TRY IT — Figure out the number of lines in the entries that hold the string "cagealloc", then give that number and nothing else.
****************************************
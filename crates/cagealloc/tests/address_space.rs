//! Cage lifecycle tests.
//!
//! Everything runs inside one test function: the cage is process-wide state,
//! and these checks exercise init, membership, offsets, the configurable
//! pool, and the test-only teardown in a fixed order.

use cagealloc::pool::address_space;
use cagealloc::pool::manager::AddressPoolManager;
use cagealloc::pool::PoolHandle;
use cagealloc::util::{POOL_SIZE, SUPER_PAGE_SIZE};

#[test]
fn cage_lifecycle() {
    // Before init, every membership test is deterministically false.
    assert!(!address_space::is_initialized());
    assert!(!address_space::is_managed(0));
    assert!(!address_space::is_managed(0x1234_5678));
    assert!(address_space::pool_of(0x1234_5678).is_none());

    address_space::init();
    assert!(address_space::is_initialized());
    // A second init is a no-op.
    address_space::init();

    let non_brp = address_space::non_brp_pool();
    let brp = address_space::brp_pool();
    assert!(!non_brp.is_none());
    assert!(!brp.is_none());
    assert_ne!(non_brp, brp);
    assert!(!address_space::is_configurable_pool_initialized());

    let manager = AddressPoolManager::get();

    // Chunks from each pool answer the right membership test.
    let a = manager.alloc(non_brp, SUPER_PAGE_SIZE);
    let b = manager.alloc(brp, SUPER_PAGE_SIZE);
    assert_ne!(a, 0);
    assert_ne!(b, 0);
    assert_eq!(a % SUPER_PAGE_SIZE, 0);
    assert_eq!(b % SUPER_PAGE_SIZE, 0);

    assert!(address_space::is_in_non_brp_pool(a));
    assert!(!address_space::is_in_brp_pool(a));
    assert!(address_space::is_in_brp_pool(b));
    assert!(!address_space::is_in_non_brp_pool(b));
    assert!(address_space::is_managed(a));
    assert!(address_space::is_managed(b));
    assert_eq!(address_space::pool_of(a), non_brp);
    assert_eq!(address_space::pool_of(b), brp);

    // Pools are adjacent, each aligned to its own size; the first non-BRP
    // chunk is the cage base and the first BRP chunk follows one pool later.
    assert_eq!(a % POOL_SIZE, 0);
    assert_eq!(b, a + POOL_SIZE);

    // Offsets are the low-order bits within the pool.
    let info_a = address_space::get_pool_and_offset(a);
    assert_eq!(info_a.handle, non_brp);
    assert_eq!(info_a.base, a);
    assert_eq!(info_a.offset, 0);
    let c = manager.alloc(non_brp, SUPER_PAGE_SIZE);
    let info_c = address_space::get_pool_and_offset(c);
    assert_eq!(info_c.offset, c - a);

    // The non-BRP pool withholds its last super-page, so a pointer one past
    // any non-BRP allocation can never land on the BRP pool base.
    let mut last = c;
    loop {
        let next = manager.alloc(non_brp, SUPER_PAGE_SIZE);
        if next == 0 {
            break;
        }
        last = next;
    }
    let total_non_brp_pages = (last - a) / SUPER_PAGE_SIZE + 1;
    assert_eq!(total_non_brp_pages, POOL_SIZE / SUPER_PAGE_SIZE - 1);
    assert_eq!(last + 2 * SUPER_PAGE_SIZE, b);
    // The withheld page is still cage address space, just never allocatable.
    assert!(address_space::is_in_non_brp_pool(last + SUPER_PAGE_SIZE));

    // Configurable pool: installed later, inside an embedder reservation.
    let configurable_size = 16 * SUPER_PAGE_SIZE; // 32 MiB, power of two
    let reservation = unsafe {
        cagealloc::platform::reserve_inaccessible(2 * configurable_size)
    };
    assert!(!reservation.is_null());
    let configurable_base =
        cagealloc::util::align_up(reservation as usize, configurable_size);
    address_space::init_configurable_pool(configurable_base, configurable_size);
    assert!(address_space::is_configurable_pool_initialized());

    let configurable = address_space::configurable_pool();
    assert!(!configurable.is_none());
    let d = manager.alloc(configurable, SUPER_PAGE_SIZE);
    assert_eq!(d, configurable_base);
    assert!(address_space::is_in_configurable_pool(d));
    assert!(!address_space::is_in_non_brp_pool(d));
    assert_eq!(address_space::pool_of(d), configurable);
    let info_d = address_space::get_pool_and_offset(d);
    assert_eq!(info_d.base, configurable_base);
    assert_eq!(info_d.base_mask, !(configurable_size - 1));

    // Teardown resets every membership test.
    address_space::uninit_for_testing();
    assert!(!address_space::is_initialized());
    assert!(!address_space::is_managed(a));
    assert!(!address_space::is_managed(b));
    assert!(!address_space::is_managed(d));
    assert_eq!(address_space::pool_of(a), PoolHandle::NONE);

    // The cage can be stood up again after a test reset.
    address_space::init();
    assert!(address_space::is_initialized());
    let e = manager.alloc(address_space::non_brp_pool(), SUPER_PAGE_SIZE);
    assert_ne!(e, 0);
    assert!(address_space::is_in_non_brp_pool(e));
}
****************************************
EXERCISE SOLUTION — 7